I just ordered a $180 band saw blade, don't need, just want it. Hope it performs for me to the level that I have in mind like your saw has.

Jerry


----------



## DesertRatTom (Jul 3, 2012)

Lenh said it for me. I'm just a hobbyist, not yet making furniture, just case work and a few boxes at this point. Fortuately, my income has allowed me to buy a certain number of really nice tools, but I haven't gone overboard. I live not far from Laguna tools in Irvine, CA. Went with a friend to buy a band saw for his business and looked over their entire line up to 18 inch machines. Astonishing quality at every turn. Great American made motors, quality control that is very very tight, bearings that will hold up for many years, tables that are really flat, attention to detail that comes from engineers who actually work with wood. I own their fusion table saw, which I consider the best mid priced saw out there (after a lot of research), and the more I looked at the SawStop and several other brands, the better the fusion saw looked. My saw's table is flat as heck, checked with a good straight edge, and the fit and finish when you dig around inside is amazing. Same with choice of router. Looked at everything available around here and the construction of the Bosch 1617 was far better than the competitors. So I want the very best that I can afford, and search more diligently now than ever to compare, read reviews-including the good and bad. I guess what I'm saying is that there are some tools that need to be top of the line, others that if you fiddle enough with them, the'll work. But I don't want to go back to my Delta contractor saw or other under powered, low quality tools because even though I'm a hobbyist, I want my projects to look great, and I want to enjoy using great gear that isn't sloppy, poorly engineered or that I have to fiddle with to get an acceptable result. To each his own, but that 's how I feel about it.


----------



## Jerry Bowen (Jun 25, 2011)

Al B Thayer said:


> Jerry
> Really good woodworking tools don't cost a lot. They are an investment. I bought most of my good tools when I was poor. Three tools that you must pay good money for. Table saw, jointer, and planer. Next wave of tools you can't afford to cheat on. Router, some hand tools, a really good ROS and sharpening system. When you look at the big picture and the fact that your going to use these tools for your whole life and then hand them down or sell them. The total cost doesn't add up to the price of a single car. And we all buy several of those. I just don't understand the thought process.
> 
> Al


Al,
I'm surprised at you, haven't your figured out that I started this thread for the heck of it to see what kind of response I'd get, I'm boree, it's to hot to be in the shop, 103 degrees out there right now, I needed something to do.

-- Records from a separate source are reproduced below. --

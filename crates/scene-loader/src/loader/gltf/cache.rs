use std::{
    collections::HashMap,
    fmt::Debug,
    hash::Hash,
    sync::{Mutex, MutexGuard, PoisonError},
};

use futures::future::{BoxFuture, FutureExt, Shared};
use log::trace;

pub type SharedFuture<V> = Shared<BoxFuture<'static, V>>;

/// Locks a mutex, ignoring poisoning. Nothing guarded here is left in an
/// inconsistent state by a panic.
pub(crate) fn lock<T>(mutex: &Mutex<T>) -> MutexGuard<'_, T> {
    mutex.lock().unwrap_or_else(PoisonError::into_inner)
}

/// Memoizes one future per key for the lifetime of a parse.
///
/// The stored future is inserted before it is polled, so every request for
/// a key made while it is still resolving awaits the same work.
pub struct DependencyCache<K, V: Clone> {
    entries: Mutex<HashMap<K, SharedFuture<V>>>,
}

impl<K, V: Clone> Default for DependencyCache<K, V> {
    fn default() -> Self {
        Self {
            entries: Mutex::new(HashMap::new()),
        }
    }
}

impl<K, V> DependencyCache<K, V>
where
    K: Eq + Hash + Debug,
    V: Clone + Send + Sync + 'static,
{
    pub fn new() -> Self {
        Self::default()
    }

    /// Returns the future stored for `key`, or stores the one built by
    /// `factory`.
    ///
    /// `factory` runs without the lock held, so it may request other keys
    /// of the same cache. It must not start work eagerly: when two callers
    /// race on a missing key, only the first stored future is kept.
    pub fn get_or_create<F>(&self, key: K, factory: F) -> SharedFuture<V>
    where
        F: FnOnce() -> BoxFuture<'static, V>,
    {
        if let Some(future) = lock(&self.entries).get(&key) {
            trace!("Dependency {:?} is cached", key);
            return future.clone();
        }
        let future = factory().shared();
        lock(&self.entries).entry(key).or_insert(future).clone()
    }

    pub fn contains(&self, key: &K) -> bool {
        lock(&self.entries).contains_key(key)
    }

    pub fn len(&self) -> usize {
        lock(&self.entries).len()
    }

    pub fn is_empty(&self) -> bool {
        lock(&self.entries).is_empty()
    }

    /// Drops every stored future.
    pub fn clear(&self) {
        lock(&self.entries).clear();
    }
}

#[cfg(test)]
mod test {
    use std::sync::{
        atomic::{AtomicUsize, Ordering},
        Arc,
    };

    use futures::{future::join, FutureExt};

    use super::DependencyCache;

    #[test]
    fn test_single_resolution() {
        let cache: DependencyCache<usize, usize> = DependencyCache::new();
        let calls = Arc::new(AtomicUsize::new(0));

        let request = |key: usize| {
            let calls = calls.clone();
            cache.get_or_create(key, move || {
                async move {
                    calls.fetch_add(1, Ordering::SeqCst);
                    key * 10
                }
                .boxed()
            })
        };

        let first = request(1);
        let second = request(1);
        let (a, b) = pollster::block_on(join(first, second));
        assert_eq!((a, b), (10, 10));
        assert_eq!(pollster::block_on(request(1)), 10);
        assert_eq!(calls.load(Ordering::SeqCst), 1);

        assert_eq!(pollster::block_on(request(2)), 20);
        assert_eq!(calls.load(Ordering::SeqCst), 2);
        assert_eq!(cache.len(), 2);

        cache.clear();
        assert!(cache.is_empty());
    }

    #[test]
    fn test_concurrent_requests() {
        let cache: Arc<DependencyCache<&'static str, usize>> = Arc::new(DependencyCache::new());
        let runs = Arc::new(AtomicUsize::new(0));

        let threads: Vec<_> = (0..8)
            .map(|_| {
                let cache = cache.clone();
                let runs = runs.clone();
                std::thread::spawn(move || {
                    let future = cache.get_or_create("key", move || {
                        async move {
                            runs.fetch_add(1, Ordering::SeqCst);
                            42
                        }
                        .boxed()
                    });
                    pollster::block_on(future)
                })
            })
            .collect();
        for thread in threads {
            assert_eq!(thread.join().unwrap(), 42);
        }
        assert_eq!(runs.load(Ordering::SeqCst), 1);
    }

    #[test]
    fn test_nested_request() {
        let cache: Arc<DependencyCache<usize, usize>> = Arc::new(DependencyCache::new());
        let inner = cache.clone();
        let future = cache.get_or_create(0, move || {
            let dependency = inner.get_or_create(1, || async { 5 }.boxed());
            async move { dependency.await + 1 }.boxed()
        });
        assert_eq!(pollster::block_on(future), 6);
        assert!(cache.contains(&1));
    }
}
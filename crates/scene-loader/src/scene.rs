//! Output scene graph.
//!
//! Nodes live in an arena owned by [`SceneGraph`] and refer to each other
//! through [`NodeHandle`]s. A node owns the list of its children; the
//! parent handle is only a back-reference used to compose world matrices.

use std::{collections::HashMap, sync::Arc};

use glam::Mat4;
use log::warn;

use crate::{
    index::AssetIndex,
    node::{NodeAsset, NodeAttachment, NodeTransform, UserData},
    skin::{SkinAsset, SkinBinding},
};

#[derive(Debug, Clone, Copy, PartialEq, Eq, PartialOrd, Ord, Hash)]
pub struct NodeHandle(usize);

impl NodeHandle {
    pub fn index(self) -> usize {
        self.0
    }
}

#[derive(Debug, Clone)]
pub struct SceneNode {
    pub id: Option<AssetIndex>,
    pub name: Option<String>,
    pub transform: NodeTransform,
    pub world_matrix: Mat4,
    pub attachments: Vec<NodeAttachment>,
    pub weights: Vec<f32>,
    pub is_bone: bool,
    pub skin: Option<SkinBinding>,
    pub parent: Option<NodeHandle>,
    pub children: Vec<NodeHandle>,
    pub user_data: UserData,
}

impl SceneNode {
    pub fn new(name: Option<String>) -> Self {
        Self {
            id: None,
            name,
            transform: NodeTransform::default(),
            world_matrix: Mat4::IDENTITY,
            attachments: Vec::new(),
            weights: Vec::new(),
            is_bone: false,
            skin: None,
            parent: None,
            children: Vec::new(),
            user_data: UserData::default(),
        }
    }

    pub fn local_matrix(&self) -> Mat4 {
        self.transform.into()
    }

    fn from_asset(node: &NodeAsset) -> Self {
        Self {
            id: Some(node.id),
            name: node.name.clone(),
            transform: node.transform,
            world_matrix: Mat4::IDENTITY,
            attachments: node.attachments.clone(),
            weights: node.weights.clone(),
            is_bone: node.is_bone,
            skin: None,
            parent: None,
            children: Vec::new(),
            user_data: node.user_data.clone(),
        }
    }

    fn is_skinned_mesh(&self) -> bool {
        self.attachments.iter().any(|attachment| match attachment {
            NodeAttachment::Mesh(mesh) => mesh.primitives.iter().any(|primitive| primitive.skinned),
            _ => false,
        })
    }
}

#[derive(Debug, Clone, Default)]
pub struct SceneGraph {
    pub id: Option<AssetIndex>,
    pub name: Option<String>,
    pub user_data: UserData,
    nodes: Vec<SceneNode>,
    roots: Vec<NodeHandle>,
}

impl SceneGraph {
    pub fn new(id: Option<AssetIndex>, name: Option<String>) -> Self {
        Self {
            id,
            name,
            ..Default::default()
        }
    }

    /// Builds a scene from resolved root nodes: inserts every tree,
    /// propagates world matrices and binds skins to the skinned meshes
    /// below each skinned node.
    pub fn from_roots(
        id: Option<AssetIndex>,
        name: Option<String>,
        roots: &[Arc<NodeAsset>],
    ) -> Self {
        let mut graph = Self::new(id, name);
        let mut skinned = Vec::new();
        for root in roots {
            graph.insert_tree(root, None, &mut skinned);
        }
        graph.update_world_matrices();
        if !skinned.is_empty() {
            let by_id: HashMap<AssetIndex, NodeHandle> = graph
                .nodes()
                .filter_map(|(handle, node)| node.id.map(|id| (id, handle)))
                .collect();
            for (handle, skin) in skinned {
                graph.bind_skin(handle, skin, &by_id);
            }
        }
        graph
    }

    pub fn len(&self) -> usize {
        self.nodes.len()
    }

    pub fn is_empty(&self) -> bool {
        self.nodes.is_empty()
    }

    pub fn roots(&self) -> &[NodeHandle] {
        &self.roots
    }

    pub fn node(&self, handle: NodeHandle) -> &SceneNode {
        &self.nodes[handle.0]
    }

    pub fn node_mut(&mut self, handle: NodeHandle) -> &mut SceneNode {
        &mut self.nodes[handle.0]
    }

    pub fn get(&self, handle: NodeHandle) -> Option<&SceneNode> {
        self.nodes.get(handle.0)
    }

    pub fn nodes(&self) -> impl Iterator<Item = (NodeHandle, &SceneNode)> {
        self.nodes
            .iter()
            .enumerate()
            .map(|(index, node)| (NodeHandle(index), node))
    }

    pub fn parent(&self, handle: NodeHandle) -> Option<NodeHandle> {
        self.nodes[handle.0].parent
    }

    pub fn children(&self, handle: NodeHandle) -> &[NodeHandle] {
        &self.nodes[handle.0].children
    }

    /// Adds a node under `parent`, or as a root.
    pub fn add_node(&mut self, mut node: SceneNode, parent: Option<NodeHandle>) -> NodeHandle {
        let handle = NodeHandle(self.nodes.len());
        node.parent = parent;
        node.children.clear();
        self.nodes.push(node);
        match parent {
            Some(parent) => self.nodes[parent.0].children.push(handle),
            None => self.roots.push(handle),
        }
        handle
    }

    pub fn find_by_id(&self, id: AssetIndex) -> Option<NodeHandle> {
        self.nodes()
            .find(|(_, node)| node.id == Some(id))
            .map(|(handle, _)| handle)
    }

    pub fn find_by_name(&self, name: &str) -> Option<NodeHandle> {
        self.nodes()
            .find(|(_, node)| node.name.as_deref() == Some(name))
            .map(|(handle, _)| handle)
    }

    /// `handle` and everything below it, depth first.
    pub fn descendants(&self, handle: NodeHandle) -> Vec<NodeHandle> {
        let mut result = Vec::new();
        let mut stack = vec![handle];
        while let Some(current) = stack.pop() {
            result.push(current);
            stack.extend(self.nodes[current.0].children.iter().rev().copied());
        }
        result
    }

    pub fn world_matrix(&self, handle: NodeHandle) -> Mat4 {
        self.nodes[handle.0].world_matrix
    }

    /// Recomputes every world matrix from the local transforms.
    pub fn update_world_matrices(&mut self) {
        let mut stack: Vec<(NodeHandle, Mat4)> = self
            .roots
            .iter()
            .rev()
            .map(|root| (*root, Mat4::IDENTITY))
            .collect();
        while let Some((handle, parent_matrix)) = stack.pop() {
            let node = &mut self.nodes[handle.0];
            node.world_matrix = parent_matrix * node.local_matrix();
            let world = node.world_matrix;
            stack.extend(node.children.iter().rev().map(|child| (*child, world)));
        }
    }

    fn insert_tree(
        &mut self,
        node: &NodeAsset,
        parent: Option<NodeHandle>,
        skinned: &mut Vec<(NodeHandle, Arc<SkinAsset>)>,
    ) -> NodeHandle {
        let handle = self.add_node(SceneNode::from_asset(node), parent);
        if let Some(skin) = &node.skin {
            skinned.push((handle, skin.clone()));
        }
        for child in &node.children {
            self.insert_tree(child, Some(handle), skinned);
        }
        handle
    }

    fn bind_skin(
        &mut self,
        handle: NodeHandle,
        skin: Arc<SkinAsset>,
        by_id: &HashMap<AssetIndex, NodeHandle>,
    ) {
        let bones: Vec<Option<NodeHandle>> = skin
            .joints
            .iter()
            .enumerate()
            .map(|(index, joint)| {
                let bone = joint.as_ref().and_then(|joint| by_id.get(&joint.id).copied());
                if bone.is_none() {
                    warn!("Joint {} of skin {} is not part of the scene", index, skin.id);
                }
                bone
            })
            .collect();
        for target in self.descendants(handle) {
            if !self.nodes[target.0].is_skinned_mesh() {
                continue;
            }
            let bind_matrix = self.nodes[target.0].world_matrix;
            self.nodes[target.0].skin = Some(SkinBinding {
                skin: skin.clone(),
                bones: bones.clone(),
                bind_matrix,
            });
        }
    }
}

#[cfg(test)]
mod test {
    use glam::{Mat4, Vec3};

    use crate::node::{DecomposedTransform, NodeTransform};

    use super::{SceneGraph, SceneNode};

    fn translated(name: &str, translation: Vec3) -> SceneNode {
        let mut node = SceneNode::new(Some(name.to_string()));
        node.transform = NodeTransform::Decomposed(DecomposedTransform {
            translation,
            ..Default::default()
        });
        node
    }

    #[test]
    fn test_world_matrices() {
        let mut graph = SceneGraph::default();
        let root = graph.add_node(translated("root", Vec3::X), None);
        let child = graph.add_node(translated("child", Vec3::Y), Some(root));
        let grandchild = graph.add_node(translated("grandchild", Vec3::Z), Some(child));
        graph.update_world_matrices();

        assert_eq!(graph.parent(grandchild), Some(child));
        assert_eq!(graph.children(root), &[child]);
        assert_eq!(graph.descendants(root), vec![root, child, grandchild]);
        assert_eq!(
            graph.world_matrix(grandchild),
            Mat4::from_translation(Vec3::ONE)
        );
        assert_eq!(graph.find_by_name("child"), Some(child));
    }
}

So far, I've gotten aomw really interesting response. By the way, I certainly agree with your post.

Jerry


----------



## Barry747 (Jun 16, 2011)

A lesson I learned early in life was: "If you can't buy the best, buy the best you can afford." Now, a lifetime later, I have modified that especially for tools. I say: "If you can't buy the best, buy the best you can afford for the job that needs to be done." If I'm going to be making jewelry boxes for my granddaughters I really don't need a $2,500 table saw. Then again, will a $100 big box special give me precise enough cuts? If, in some alternate universe, the answer was yes, I'd go with the $100 special. In the real world I'd find one between the two extremes balancing cost vs quality of cut and ease of use.

I once worked for a guy (he owned the company) who truly believed that the most expensive was the best. In a restaurant he'd order the most expensive wine on the wine list since, in his thinking, it had to be the best. He couldn't understand the concept of "the best is what you like best". I believe this is as true with tools as with wine. Just my opinion.


----------



## Dmeadows (Jun 28, 2011)

Al B Thayer said:


> I can justify using a $2000 table saw due auto the fact that I have been cutting with the best saw for over 25 years without a single repair. 25 years of accurate cuts, pure joy.
> 
> Why sell yourself short? Are you worth it?


I can say the same thing(well 18 years anyway) about my Grizzly G1023Z! Only spent $1000. I am relatively sure it will still be working fine after another 18 years... probably better than I will be by that time!

Would my work be any better or more enjoyable with a more expensive saw? I don't think so. Really cheap tools can indeed take both the joy and accuracy out of any job, but the most expensive tools are not always required, either.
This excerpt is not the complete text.